═══ Input data

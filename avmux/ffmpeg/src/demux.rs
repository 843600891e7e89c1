/*!
    FFmpeg-backed elementary stream demuxer.
*/

use std::os::raw::c_int;
use std::ptr;

use ffmpeg_next::ffi;

use avmux_sink::{Demuxer, InputReader, ProbeStatus, ProbedStream, ReadStatus};
use avmux_types::{Error, MediaDuration, Packet, Rational, Result};

use crate::codec::CodecParameters;
use crate::convert::{again_code, eof_code, error_message, rational_from_ffmpeg, timestamp_from_ffmpeg};
use crate::io::{self, Exhaustion, PendingInput};

/**
    FFmpeg resources owned by an identified stream.
*/
struct InputSession {
    format: *mut ffi::AVFormatContext,
    avio: *mut ffi::AVIOContext,
    packet: *mut ffi::AVPacket,
    stream_index: c_int,
    time_base: Rational,
}

impl Drop for InputSession {
    fn drop(&mut self) {
        unsafe {
            if !self.packet.is_null() {
                ffi::av_packet_free(&mut self.packet);
            }
            if !self.format.is_null() {
                // Custom I/O: the AVIO context is ours to free
                ffi::avformat_close_input(&mut self.format);
            }
            io::free_context(&mut self.avio);
        }
    }
}

/**
    Demuxer identifying and reading one elementary stream with FFmpeg.

    FFmpeg reads straight from the engine's stream buffer through a custom
    AVIO context. The first stream FFmpeg detects is the one muxed.

    Until the end of input is signalled, running out of buffered bytes is
    treated as a pause rather than the end of the stream: probes that
    reach the end report [`ProbeStatus::NeedMoreData`] and FFmpeg's
    parsers keep their last partial frame. Afterwards FFmpeg sees a real
    end of file and flushes it.
*/
pub struct FfmpegDemuxer {
    // Dropped before `pending`, which it points into
    session: Option<InputSession>,
    pending: Box<PendingInput>,
    input_ended: bool,
}

impl FfmpegDemuxer {
    pub fn new() -> Self {
        Self {
            session: None,
            pending: Box::new(PendingInput::new()),
            input_ended: false,
        }
    }

    /**
        Returns true if a probe succeeded and packets can be read.
    */
    pub fn is_open(&self) -> bool {
        self.session.is_some()
    }

    fn open(&mut self) -> std::result::Result<(InputSession, CodecParameters), String> {
        ffmpeg_next::init().map_err(|e| e.to_string())?;

        let pending: *mut PendingInput = &mut *self.pending;
        let avio = unsafe { io::alloc_read_context(pending) }.map_err(|e| e.to_string())?;

        let mut session = InputSession {
            format: ptr::null_mut(),
            avio,
            packet: ptr::null_mut(),
            stream_index: 0,
            time_base: Rational::MICROSECONDS,
        };

        unsafe {
            let mut format = ffi::avformat_alloc_context();
            if format.is_null() {
                return Err("failed to allocate format context".into());
            }
            (*format).pb = session.avio;
            (*format).flags |= ffi::AVFMT_FLAG_CUSTOM_IO as c_int;

            // Frees the context on failure
            let ret = ffi::avformat_open_input(&mut format, ptr::null(), ptr::null(), ptr::null_mut());
            if ret < 0 {
                return Err(format!("failed to open input: {}", error_message(ret)));
            }
            session.format = format;

            if (*format).nb_streams == 0 {
                return Err("no input streams detected".into());
            }

            let ret = ffi::avformat_find_stream_info(format, ptr::null_mut());
            if ret < 0 {
                return Err(format!(
                    "failed to find stream info: {}",
                    error_message(ret)
                ));
            }

            let stream = *(*format).streams;
            if stream.is_null() {
                return Err("no input streams detected".into());
            }
            session.stream_index = (*stream).index;
            session.time_base = rational_from_ffmpeg((*stream).time_base);
            if !session.time_base.is_valid() {
                return Err(format!("invalid stream time base {}", session.time_base));
            }

            let codec =
                CodecParameters::copy_from((*stream).codecpar).map_err(|e| e.to_string())?;

            session.packet = ffi::av_packet_alloc();
            if session.packet.is_null() {
                return Err("failed to allocate packet".into());
            }

            Ok((session, codec))
        }
    }
}

impl Default for FfmpegDemuxer {
    fn default() -> Self {
        Self::new()
    }
}

impl Demuxer for FfmpegDemuxer {
    type Codec = CodecParameters;

    fn probe(&mut self, input: &mut InputReader<'_>) -> ProbeStatus<CodecParameters> {
        self.reset();

        self.pending.begin(input.peek(), Exhaustion::EndOfFile);
        let result = self.open();
        let exhausted = self.pending.exhausted();
        input.consume(self.pending.finish());

        // A probe that ran out of bytes is judged on incomplete data, even
        // when FFmpeg settled on something, unless no more bytes can come
        match result {
            _ if exhausted && !self.input_ended => ProbeStatus::NeedMoreData,
            Ok((session, codec)) => {
                let time_base = session.time_base;
                self.session = Some(session);
                ProbeStatus::Identified(ProbedStream { time_base, codec })
            }
            Err(message) => ProbeStatus::Failed(message),
        }
    }

    fn read_packet(&mut self, input: &mut InputReader<'_>) -> Result<ReadStatus> {
        let Some(session) = &self.session else {
            return Err(Error::invalid_data("stream has not been identified"));
        };

        let on_exhausted = if self.input_ended {
            Exhaustion::EndOfFile
        } else {
            Exhaustion::TryAgain
        };
        self.pending.begin(input.peek(), on_exhausted);
        let packet = loop {
            let ret = unsafe {
                // Bytes may have arrived since the last read hit the end
                (*session.avio).eof_reached = 0;
                (*session.avio).error = 0;
                ffi::av_read_frame(session.format, session.packet)
            };

            if ret == again_code() || ret == eof_code() {
                break Ok(None);
            }
            if ret < 0 {
                break Err(Error::invalid_data(format!(
                    "failed to read packet: {}",
                    error_message(ret)
                )));
            }

            let packet = unsafe {
                let raw = &*session.packet;
                let packet = (raw.stream_index == session.stream_index)
                    .then(|| packet_from_ffmpeg(raw, session.time_base));
                ffi::av_packet_unref(session.packet);
                packet
            };
            if let Some(packet) = packet {
                break Ok(Some(packet));
            }
        };
        input.consume(self.pending.finish());

        Ok(match packet? {
            Some(packet) => ReadStatus::Packet(packet),
            None => ReadStatus::NeedMoreData,
        })
    }

    fn reset(&mut self) {
        self.session = None;
        self.pending.finish();
    }

    fn end_of_input(&mut self) {
        self.input_ended = true;
    }
}

impl std::fmt::Debug for FfmpegDemuxer {
    fn fmt(&self, f: &mut std::fmt::Formatter<'_>) -> std::fmt::Result {
        f.debug_struct("FfmpegDemuxer")
            .field("open", &self.is_open())
            .field("time_base", &self.session.as_ref().map(|s| s.time_base))
            .field("input_ended", &self.input_ended)
            .finish_non_exhaustive()
    }
}

/**
    Copy an FFmpeg packet into an owned packet in `time_base`.
*/
fn packet_from_ffmpeg(raw: &ffi::AVPacket, time_base: Rational) -> Packet {
    let data = if raw.data.is_null() || raw.size <= 0 {
        Vec::new()
    } else {
        unsafe { std::slice::from_raw_parts(raw.data, raw.size as usize) }.to_vec()
    };

    let mut packet = Packet::new(data, time_base);
    packet.pts = timestamp_from_ffmpeg(raw.pts);
    packet.dts = timestamp_from_ffmpeg(raw.dts);
    packet.duration = MediaDuration(raw.duration.max(0));
    packet.is_keyframe = raw.flags & ffi::AV_PKT_FLAG_KEY as c_int != 0;
    packet
}
/*!
    Error types for the avmux crate ecosystem.
*/

use thiserror::Error;

/**
    Error type for the avmux crate ecosystem.

    Transient conditions (not enough data to identify a stream, no complete
    frame buffered yet) are never errors; they show up as ordinary return
    values. Everything here either rejects a bad configuration up front or
    ends the muxing session.
*/
#[derive(Debug, Error)]
pub enum Error {
    /// A declared nominal framerate was zero or negative.
    #[error("invalid framerate {num}/{den}: numerator and denominator must be positive")]
    InvalidFramerate { num: i32, den: i32 },

    /// The interleave limit ratio was zero or negative.
    #[error("invalid interleave ratio {num}/{den}: numerator and denominator must be positive")]
    InvalidInterleaveRatio { num: i32, den: i32 },

    /// Stream count mismatch between configuration and collaborators.
    #[error("expected {expected} streams, got {actual}")]
    StreamCount { expected: usize, actual: usize },

    /// No stream with the given name or index exists.
    #[error("unknown stream: {stream}")]
    UnknownStream { stream: String },

    /// The container header could not be written.
    #[error("failed to write container header: {message}")]
    Header { message: String },

    /// A packet could not be written to the container.
    #[error("failed to write packet: {message}")]
    Write { message: String },

    /// The container trailer could not be written.
    #[error("failed to write container trailer: {message}")]
    Trailer { message: String },

    /// A backend resource could not be set up.
    #[error("backend error: {message}")]
    Backend { message: String },

    /// Invalid data (malformed input)
    #[error("invalid data: {message}")]
    InvalidData { message: String },

    /// Unsupported format (valid but not handled)
    #[error("unsupported format: {message}")]
    UnsupportedFormat { message: String },

    /// An earlier fatal error ended the muxing session.
    #[error("muxing session aborted by an earlier error")]
    Aborted,
}

impl Error {
    /**
        Create an unknown stream error for a stream name or index.
    */
    pub fn unknown_stream(stream: impl ToString) -> Self {
        Self::UnknownStream {
            stream: stream.to_string(),
        }
    }

    /**
        Create a header error with the given message.
    */
    pub fn header(message: impl Into<String>) -> Self {
        Self::Header {
            message: message.into(),
        }
    }

    /**
        Create a packet write error with the given message.
    */
    pub fn write(message: impl Into<String>) -> Self {
        Self::Write {
            message: message.into(),
        }
    }

    /**
        Create a trailer error with the given message.
    */
    pub fn trailer(message: impl Into<String>) -> Self {
        Self::Trailer {
            message: message.into(),
        }
    }

    /**
        Create a backend error with the given message.
    */
    pub fn backend(message: impl Into<String>) -> Self {
        Self::Backend {
            message: message.into(),
        }
    }

    /**
        Create an invalid data error with the given message.
    */
    pub fn invalid_data(message: impl Into<String>) -> Self {
        Self::InvalidData {
            message: message.into(),
        }
    }

    /**
        Create an unsupported format error with the given message.
    */
    pub fn unsupported_format(message: impl Into<String>) -> Self {
        Self::UnsupportedFormat {
            message: message.into(),
        }
    }
}

/**
    Result type alias for the avmux crate ecosystem.
*/
pub type Result<T> = std::result::Result<T, Error>;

══════

> [Work to be completed]:
Scan the lines above for the word "numerator" and copy every one where it occurs.

> [Exercise output]:
    #[error("invalid framerate {num}/{den}: numerator and denominator must be positive")]
    #[error("invalid interleave ratio {num}/{den}: numerator and denominator must be positive")]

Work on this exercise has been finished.